Grahame didn’t start pursuing music seriously until the venue opened in 2011, and he had a non-music job until a few years ago. Phil and his wife, Jill, encouraged Grahame and his younger brother, Brian, to play music but never pushed it as a career path.
“By the time I started picking up guitar they were like, yeah, as long as you do something [musical] we’re cool with it. … It doesn’t have to be your job or anything,” Grahame says. “I’m sure they’re happy that it is.”
“It’s so delightful that it turned out the way it did,” Phil says. “Everything he’s done has been entirely on his own effort. It was like a matter of policy in a way. I didn’t want to push. I wanted them to be who they were. I’m so glad it didn’t a skip a generation.”

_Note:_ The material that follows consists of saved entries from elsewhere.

//! Run summaries logged by the batch pipeline
//!
//! - Example card usage after the frequency pass
//! - Distribution of nonzero tribe weights across the final edges

use crate::graph::EdgeRecord;
use crate::metrics::uniqueness::CardFrequencies;
use std::fmt;

/// Usage share of each example card, in percent
pub fn example_frequencies<'c>(
    frequencies: &CardFrequencies,
    cards: &'c [String],
) -> Vec<(&'c str, f64)> {
    let usage: Vec<(&str, f64)> = cards
        .iter()
        .map(|card| (card.as_str(), frequencies.get(card) * 100.0))
        .collect();

    for (card, percent) in &usage {
        tracing::info!("{}: Used in {:.1}% of all commanders", card, percent);
    }
    usage
}

/// Upper bounds of the tribe weight buckets
const BUCKET_BOUNDS: [f64; 5] = [0.2, 0.4, 0.6, 0.8, 1.0];
const BUCKET_LABELS: [&str; 5] = ["0.0-0.2", "0.2-0.4", "0.4-0.6", "0.6-0.8", "0.8-1.0"];

/// Histogram of nonzero edge tribes_weight values
#[derive(Debug, Clone, Default, PartialEq)]
pub struct TribeWeightDistribution {
    /// Counts for (0,0.2], (0.2,0.4], (0.4,0.6], (0.6,0.8], (0.8,1.0]
    pub buckets: [usize; 5],
    pub min: Option<f64>,
    pub max: Option<f64>,
}

impl TribeWeightDistribution {
    pub fn from_edges(edges: &[EdgeRecord]) -> Self {
        Self::from_weights(edges.iter().map(|e| e.tribes_weight))
    }

    /// Zero weights are ignored
    pub fn from_weights(weights: impl IntoIterator<Item = f64>) -> Self {
        let mut distribution = Self::default();

        for weight in weights.into_iter().filter(|w| *w > 0.0) {
            let bucket = BUCKET_BOUNDS
                .iter()
                .position(|bound| weight <= *bound)
                .unwrap_or(BUCKET_BOUNDS.len() - 1);
            distribution.buckets[bucket] += 1;
            distribution.min = Some(distribution.min.map_or(weight, |m| m.min(weight)));
            distribution.max = Some(distribution.max.map_or(weight, |m| m.max(weight)));
        }

        distribution
    }

    pub fn total(&self) -> usize {
        self.buckets.iter().sum()
    }

    pub fn is_empty(&self) -> bool {
        self.total() == 0
    }

    /// Log the histogram; nothing when no edge has a tribe weight
    pub fn log(&self) {
        if let (Some(min), Some(max)) = (self.min, self.max) {
            tracing::info!("Tribal weight distribution: {}", self);
            tracing::info!("Min weight: {:.3}", min);
            tracing::info!("Max weight: {:.3}", max);
        }
    }
}

impl fmt::Display for TribeWeightDistribution {
    fn fmt(&self, f: &mut fmt::Formatter<'_>) -> fmt::Result {
        let parts: Vec<String> = BUCKET_LABELS
            .iter()
            .zip(self.buckets.iter())
            .map(|(label, count)| format!("{}: {}", label, count))
            .collect();
        write!(f, "{{{}}}", parts.join(", "))
    }
}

Grahame grew up around music, touring with the Dead as a child and, after Jerry Garcia died, Phil Lesh and Friends. He actually saw his first show during the Dead’s 1986 New Year’s Eve run in Oakland, Calif., when he was just 2 weeks old.
“When he got older, he would sometimes sit on a road case behind Jerry and I think he might have internalized that heavily,” Phil says.
When Terrapin Crossroads opened, Grahame started playing Dead songs regularly for the first time with his friends and his dad. The Terrapin Family Band has been through a few permutations but settled into its core lineup — with drummer Alex Koford, keyboardist Jason Crosby and guitarist Ross James — last year. They play a mix of Dead songs and classic rock covers, and even do an original, “Galilee,” that Brian wrote.
The band has become Phil’s most consistent group in years and has reinvigorated him enough that he’s slowly returning to touring after mostly playing shows in California and New York since the Dead’s farewell concerts in 2015. The Terrapin Family Band’s first real tour begins Wednesday at The Anthem, with special guests Robert Randolph and Nicki Bluhm sitting in.
“This is pretty close to the ideal of the Grateful Dead, of each musician being like a finger on a hand, and it blends together really well,” Phil says.
“I think we’re playing a more energetic rendition of these songs than a lot of bands do these days, more than the Dead did, other than certain eras,” Grahame says.
Maybe Phil is just a proud dad, but he’s constantly impressed by Grahame’s approach to music.
“The way he thinks about music and the way he strings his thoughts together, he really has a feeling for the long line,” Phil says. “So he’s thinking ahead and at the same time he’s open to the moment when you throw all the rules out the window and you just wail. It is so enjoyable for me to play with somebody like that. If I had my druthers I’d play with him every time. Because of the way he plays. But it makes it even better because he’s my son.”
The Anthem, 901 Wharf St. SW; Wed., 7:30 p.m., $75-$125.